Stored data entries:
◆ ◆ ◆ ◆ ◆

// Copyright 2026 the Lacquer Authors
// SPDX-License-Identifier: Apache-2.0 OR MIT

//! Generational handles and the slot arena that issues them.
//!
//! Outputs, seats, and layer surfaces are owned by [`Arena`]s inside the
//! context. Protocol callbacks carry a handle as user data instead of a
//! pointer back to their owner, so a callback that races with teardown
//! resolves to `None` rather than to freed state.

use alloc::vec::Vec;
use core::fmt;
use core::marker::PhantomData;

/// A generational handle type that an [`Arena`] can issue.
pub trait Key: Copy + Eq {
    /// Builds a handle from a slot index and generation.
    fn from_parts(idx: u32, generation: u32) -> Self;

    /// Returns the slot index.
    fn index(self) -> u32;

    /// Returns the generation counter.
    fn generation(self) -> u32;
}

macro_rules! define_key {
    ($(#[$meta:meta])* $name:ident) => {
        $(#[$meta])*
        #[derive(Clone, Copy, PartialEq, Eq, Hash)]
        pub struct $name {
            idx: u32,
            generation: u32,
        }

        impl Key for $name {
            #[inline]
            fn from_parts(idx: u32, generation: u32) -> Self {
                Self { idx, generation }
            }

            #[inline]
            fn index(self) -> u32 {
                self.idx
            }

            #[inline]
            fn generation(self) -> u32 {
                self.generation
            }
        }

        impl fmt::Debug for $name {
            fn fmt(&self, f: &mut fmt::Formatter<'_>) -> fmt::Result {
                write!(f, concat!(stringify!($name), "({}@gen{})"), self.idx, self.generation)
            }
        }
    };
}

define_key!(
    /// Handle to a connected display output.
    OutputId
);
define_key!(
    /// Handle to an input seat.
    SeatId
);
define_key!(
    /// Handle to a layer surface.
    SurfaceId
);

#[derive(Debug)]
struct Slot<T> {
    generation: u32,
    value: Option<T>,
}

/// Slot storage with a free list and generation counters.
///
/// Removing an entry bumps the slot's generation so handles issued before
/// the removal stop resolving. Freed slots are reused in LIFO order.
pub struct Arena<K, T> {
    slots: Vec<Slot<T>>,
    free_list: Vec<u32>,
    len: usize,
    _key: PhantomData<fn() -> K>,
}

impl<K: Key, T> Default for Arena<K, T> {
    fn default() -> Self {
        Self::new()
    }
}

impl<K, T: fmt::Debug> fmt::Debug for Arena<K, T> {
    fn fmt(&self, f: &mut fmt::Formatter<'_>) -> fmt::Result {
        f.debug_struct("Arena")
            .field("len", &self.len)
            .field("free", &self.free_list.len())
            .finish_non_exhaustive()
    }
}

impl<K: Key, T> Arena<K, T> {
    /// Creates an empty arena.
    #[must_use]
    pub const fn new() -> Self {
        Self {
            slots: Vec::new(),
            free_list: Vec::new(),
            len: 0,
            _key: PhantomData,
        }
    }

    /// Number of live entries.
    #[inline]
    #[must_use]
    pub const fn len(&self) -> usize {
        self.len
    }

    /// Whether the arena has no live entries.
    #[inline]
    #[must_use]
    pub const fn is_empty(&self) -> bool {
        self.len == 0
    }

    /// Inserts a value and returns its handle.
    pub fn insert(&mut self, value: T) -> K {
        self.insert_with(|_| value)
    }

    /// Inserts a value built from its own handle.
    ///
    /// Protocol objects created for an entry need the handle as user data
    /// before the entry exists; this reserves the slot first.
    pub fn insert_with(&mut self, f: impl FnOnce(K) -> T) -> K {
        let idx = if let Some(idx) = self.free_list.pop() {
            idx
        } else {
            let idx = u32::try_from(self.slots.len()).unwrap_or(u32::MAX);
            self.slots.push(Slot {
                generation: 0,
                value: None,
            });
            idx
        };
        let slot = &mut self.slots[idx as usize];
        let key = K::from_parts(idx, slot.generation);
        slot.value = Some(f(key));
        self.len += 1;
        key
    }

    /// Removes an entry, returning its value if the handle was live.
    pub fn remove(&mut self, key: K) -> Option<T> {
        let slot = self.slots.get_mut(key.index() as usize)?;
        if slot.generation != key.generation() {
            return None;
        }
        let value = slot.value.take()?;
        slot.generation = slot.generation.wrapping_add(1);
        self.free_list.push(key.index());
        self.len -= 1;
        Some(value)
    }

    /// Whether `key` refers to a live entry.
    #[must_use]
    pub fn contains(&self, key: K) -> bool {
        self.get(key).is_some()
    }

    /// Returns the entry for `key` if it is live.
    #[must_use]
    pub fn get(&self, key: K) -> Option<&T> {
        let slot = self.slots.get(key.index() as usize)?;
        if slot.generation == key.generation() {
            slot.value.as_ref()
        } else {
            None
        }
    }

    /// Returns the entry for `key` mutably if it is live.
    pub fn get_mut(&mut self, key: K) -> Option<&mut T> {
        let slot = self.slots.get_mut(key.index() as usize)?;
        if slot.generation == key.generation() {
            slot.value.as_mut()
        } else {
            None
        }
    }

    /// Iterates live entries in slot order.
    pub fn iter(&self) -> impl Iterator<Item = (K, &T)> + '_ {
        self.slots.iter().enumerate().filter_map(|(idx, slot)| {
            let value = slot.value.as_ref()?;
            Some((key_at::<K>(idx, slot.generation), value))
        })
    }

    /// Iterates live entries mutably in slot order.
    pub fn iter_mut(&mut self) -> impl Iterator<Item = (K, &mut T)> + '_ {
        self.slots.iter_mut().enumerate().filter_map(|(idx, slot)| {
            let generation = slot.generation;
            let value = slot.value.as_mut()?;
            Some((key_at::<K>(idx, generation), value))
        })
    }

    /// Collects the handles of all live entries.
    #[must_use]
    pub fn keys(&self) -> Vec<K> {
        self.iter().map(|(key, _)| key).collect()
    }

    /// Removes every entry, returning them in slot order.
    ///
    /// All outstanding handles are invalidated.
    pub fn drain(&mut self) -> Vec<(K, T)> {
        let mut out = Vec::with_capacity(self.len);
        for (idx, slot) in self.slots.iter_mut().enumerate() {
            if let Some(value) = slot.value.take() {
                out.push((key_at::<K>(idx, slot.generation), value));
                slot.generation = slot.generation.wrapping_add(1);
                self.free_list.push(u32::try_from(idx).unwrap_or(u32::MAX));
            }
        }
        self.len = 0;
        out
    }

    /// Removes and returns all entries matching `pred`.
    pub fn extract_if(&mut self, mut pred: impl FnMut(K, &T) -> bool) -> Vec<(K, T)> {
        let doomed: Vec<K> = self
            .iter()
            .filter(|(key, value)| pred(*key, value))
            .map(|(key, _)| key)
            .collect();
        doomed
            .into_iter()
            .filter_map(|key| self.remove(key).map(|value| (key, value)))
            .collect()
    }
}

fn key_at<K: Key>(idx: usize, generation: u32) -> K {
    K::from_parts(u32::try_from(idx).unwrap_or(u32::MAX), generation)
}

#[cfg(test)]
mod tests {
    use super::*;
    use alloc::rc::Rc;
    use core::cell::Cell;

    struct DropCounter(Rc<Cell<u32>>);

    impl Drop for DropCounter {
        fn drop(&mut self) {
            self.0.set(self.0.get() + 1);
        }
    }

    #[test]
    fn stale_handle_does_not_resolve_after_reuse() {
        let mut arena: Arena<SurfaceId, &str> = Arena::new();
        let first = arena.insert("a");
        assert_eq!(arena.remove(first), Some("a"));

        let second = arena.insert("b");
        assert_eq!(first.index(), second.index());
        assert_ne!(first.generation(), second.generation());
        assert_eq!(arena.get(first), None);
        assert_eq!(arena.get(second), Some(&"b"));
        assert_eq!(arena.remove(first), None);
        assert_eq!(arena.len(), 1);
    }

    #[test]
    fn insert_with_sees_own_handle() {
        let mut arena: Arena<OutputId, OutputId> = Arena::new();
        let id = arena.insert_with(|id| id);
        assert_eq!(arena.get(id), Some(&id));
    }

    #[test]
    fn drain_drops_each_entry_exactly_once() {
        let drops = Rc::new(Cell::new(0));
        let mut arena: Arena<SeatId, DropCounter> = Arena::new();
        let ids: Vec<SeatId> = (0..4)
            .map(|_| arena.insert(DropCounter(drops.clone())))
            .collect();
        let _ = arena.remove(ids[1]);
        assert_eq!(drops.get(), 1);

        let drained = arena.drain();
        assert_eq!(drained.len(), 3);
        drop(drained);
        assert_eq!(drops.get(), 4);

        drop(arena);
        assert_eq!(drops.get(), 4, "arena must not drop drained entries again");
    }

    #[test]
    fn drain_invalidates_handles() {
        let mut arena: Arena<SurfaceId, u32> = Arena::new();
        let id = arena.insert(7);
        let _ = arena.drain();
        assert!(arena.is_empty());
        assert!(!arena.contains(id));
    }

    #[test]
    fn iteration_skips_free_slots() {
        let mut arena: Arena<OutputId, u32> = Arena::new();
        let a = arena.insert(1);
        let b = arena.insert(2);
        let c = arena.insert(3);
        let _ = arena.remove(b);
        let keys = arena.keys();
        assert_eq!(keys, [a, c]);
        for (_, value) in arena.iter_mut() {
            *value *= 10;
        }
        assert_eq!(arena.get(c), Some(&30));
    }

    #[test]
    fn extract_if_removes_matching_entries() {
        let mut arena: Arena<SurfaceId, u32> = Arena::new();
        let a = arena.insert(1);
        let _ = arena.insert(2);
        let c = arena.insert(3);
        let odd = arena.extract_if(|_, v| v % 2 == 1);
        assert_eq!(odd, [(a, 1), (c, 3)]);
        assert_eq!(arena.len(), 1);
    }

    #[test]
    fn debug_format_names_handle_type() {
        let id = OutputId::from_parts(3, 1);
        assert_eq!(alloc::format!("{id:?}"), "OutputId(3@gen1)");
    }
}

◆ ◆ ◆ ◆ ◆

§ Exercise brief
From the records above, return each line where "derive" occurs.

§ Response for this exercise
        #[derive(Clone, Copy, PartialEq, Eq, Hash)]
#[derive(Debug)]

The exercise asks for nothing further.